Johnson & Johnson (JNJ) agreed to settle five lawsuits over claims that its antipsychotic drug Risperdal caused increased breast-tissue growth in boys.

Terms of the settlements weren’t disclosed at a hearing today in Philadelphia Court of Common Pleas.

“Our clients are very pleased,” Steve Sheller, a plaintiffs’ attorney, said after the settlement was announced. “I’ll never be truly satisfied because of what happened here with these kids. It’s a sad commentary on what goes on with prescription drugs and their use in children.”

The lawsuits are among more than 400 in which J&J and its Janssen unit were accused of personal injuries caused by Risperdal, the company said in an August regulatory filing. More than 100 involve claims that the drug caused young males to grow breasts, Sheller said.

The settlement covers cases that were planned for trial this year in Philadelphia, Janssen said in a statement e-mailed by spokeswoman Teresa Mueller.

The U.S. Food and Drug Administration gave its approval to Risperdal for psychotic disorders including schizophrenia in 1993. It was later approved for other uses. J&J has denied any wrongdoing.

“Since the early 1990s, Risperdal has improved the lives of countless people throughout the world who suffer from the devastating effects of serious mental illness,” according to the statement from Janssen.

‘Illegally Marketed’

Global sales of Risperdal peaked at $4.5 billion in 2007 and declined to $527 million in 2010 after the company lost patent protection.

J&J hid the fact that Risperdal could increase hormone levels that prompted breast development in males and trained salespeople to downplay the information in calls to doctors, Bob Hilliard, a plaintiff’s lawyer, told a jury on Sept. 24 in the first case to go to trial.
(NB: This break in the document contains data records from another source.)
use std::sync::Arc;

use async_trait::async_trait;
use chrono::Utc;

use crate::{
    access_control::{
        domain::model::enums::capability_action::CapabilityAction,
        interfaces::acl::access_control_facade::{
            AccessControlFacade, AccessControlPermissionRequest, require_permission,
        },
    },
    approval_workflow::{
        domain::{
            model::{
                commands::{
                    decide_budget_command::DecideBudgetCommand,
                    resubmit_budget_command::ResubmitBudgetCommand,
                },
                entities::approval_record::ApprovalRecord,
            },
            services::approval_command_service::ApprovalCommandService,
        },
        infrastructure::persistence::repositories::approval_record_repository::{
            ApprovalRecordRepository, DecisionWriteOutcome,
        },
    },
    event_management::{
        domain::model::{entities::event::Event, enums::event_status::EventStatus},
        interfaces::acl::event_registry_facade::EventRegistryFacade,
    },
    notifications::{
        domain::model::events::workflow_outcome::WorkflowOutcome,
        interfaces::acl::notification_facade::NotificationFacade,
    },
    shared::{
        application::retry_policy::RetryPolicy,
        domain::model::enums::workflow_domain_error::WorkflowDomainError,
    },
};

pub struct ApprovalCommandServiceImpl {
    approval_record_repository: Arc<dyn ApprovalRecordRepository>,
    event_registry: Arc<dyn EventRegistryFacade>,
    access_control: Arc<dyn AccessControlFacade>,
    notifications: Arc<dyn NotificationFacade>,
    retry_policy: RetryPolicy,
}

impl ApprovalCommandServiceImpl {
    pub fn new(
        approval_record_repository: Arc<dyn ApprovalRecordRepository>,
        event_registry: Arc<dyn EventRegistryFacade>,
        access_control: Arc<dyn AccessControlFacade>,
        notifications: Arc<dyn NotificationFacade>,
        retry_policy: RetryPolicy,
    ) -> Self {
        Self {
            approval_record_repository,
            event_registry,
            access_control,
            notifications,
            retry_policy,
        }
    }
}

#[async_trait]
impl ApprovalCommandService for ApprovalCommandServiceImpl {
    async fn handle_decide(
        &self,
        command: DecideBudgetCommand,
    ) -> Result<ApprovalRecord, WorkflowDomainError> {
        let event = self.event_registry.load_event(command.event_id()).await?;
        let reviewer = *command.principal();

        require_permission(
            self.access_control.as_ref(),
            AccessControlPermissionRequest::new(reviewer, CapabilityAction::ReviewBudget)
                .on_resource(event.ownership()),
        )
        .await?;

        if event.status() != EventStatus::Pending {
            return Err(WorkflowDomainError::AlreadyDecided);
        }

        let record = ApprovalRecord::new(
            event.id(),
            reviewer.id(),
            command.decision(),
            command.remarks().clone(),
            event.review_cycle(),
            Utc::now(),
        );

        let outcome = self
            .retry_policy
            .run_once(
                "approval_records.record_decision",
                self.approval_record_repository.record_decision(&record),
            )
            .await?;

        if outcome == DecisionWriteOutcome::PreconditionFailed {
            tracing::info!(
                event_id = %event.id(),
                reviewer_id = %reviewer.id(),
                review_cycle = event.review_cycle(),
                "decision lost the conditional write"
            );
            return Err(WorkflowDomainError::AlreadyDecided);
        }

        tracing::info!(
            event_id = %event.id(),
            reviewer_id = %reviewer.id(),
            decision = record.decision().as_str(),
            review_cycle = record.review_cycle(),
            "budget decided"
        );

        self.notifications.publish(WorkflowOutcome::BudgetDecided {
            subject: event.outcome_subject(),
            decision: record.decision().as_str().to_string(),
            remarks: record.remarks().value().to_string(),
            reviewer_id: reviewer.id(),
            review_cycle: record.review_cycle(),
        });

        Ok(record)
    }

    async fn handle_resubmit(
        &self,
        command: ResubmitBudgetCommand,
    ) -> Result<Event, WorkflowDomainError> {
        let event = self.event_registry.load_event(command.event_id()).await?;

        require_permission(
            self.access_control.as_ref(),
            AccessControlPermissionRequest::new(*command.principal(), CapabilityAction::SubmitBudget)
                .on_resource(event.ownership()),
        )
        .await?;

        if event.status() != EventStatus::Rejected {
            return Err(WorkflowDomainError::InvalidState(format!(
                "only REJECTED events can be resubmitted, current status is {}",
                event.status()
            )));
        }

        let reopened = self
            .event_registry
            .reopen_for_review(event.id(), event.review_cycle())
            .await?
            .ok_or(WorkflowDomainError::AlreadyDecided)?;

        tracing::info!(
            event_id = %reopened.id(),
            principal_id = %command.principal().id(),
            review_cycle = reopened.review_cycle(),
            "budget resubmitted for review"
        );

        self.notifications.publish(WorkflowOutcome::BudgetResubmitted {
            subject: reopened.outcome_subject(),
            review_cycle: reopened.review_cycle(),
            note: command.note().map(str::to_string),
        });

        Ok(reopened)
    }
}
#[path = "support/fixtures.rs"]
pub mod fixtures;
#[path = "support/harness.rs"]
mod harness;

pub use harness::{
    WorkflowHarness, create_workflow_harness, create_workflow_harness_publishing_to,
};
“A drug that was never meant for kids was illegally marketed to kids,” Hilliard said.

J&J’s lawyers countered that the boy’s breast development was normal for a teen going through puberty and Risperdal played no role in it.

Laura Smith, an attorney for J&J, told jurors the breast growth “was totally consistent with” the idea that the teen developed breasts as part of puberty. She said the company didn’t illegally market the drug.

U.S. Probe

The U.S. has been investigating Risperdal sales practices since 2004, including allegations the company marketed the drug for unapproved uses, J&J said in a regulatory filing.

J&J officials reached an agreement with the U.S. Justice Department to pay as much as $2.2 billion to resolve probes of its sales of drugs, including Risperdal, according to people familiar with the matter, Bloomberg News reported earlier this year.

The company agreed to pay $181 million to resolve claims by 36 states that it improperly marketed and advertised Risperdal and Invega, another antipsychotic.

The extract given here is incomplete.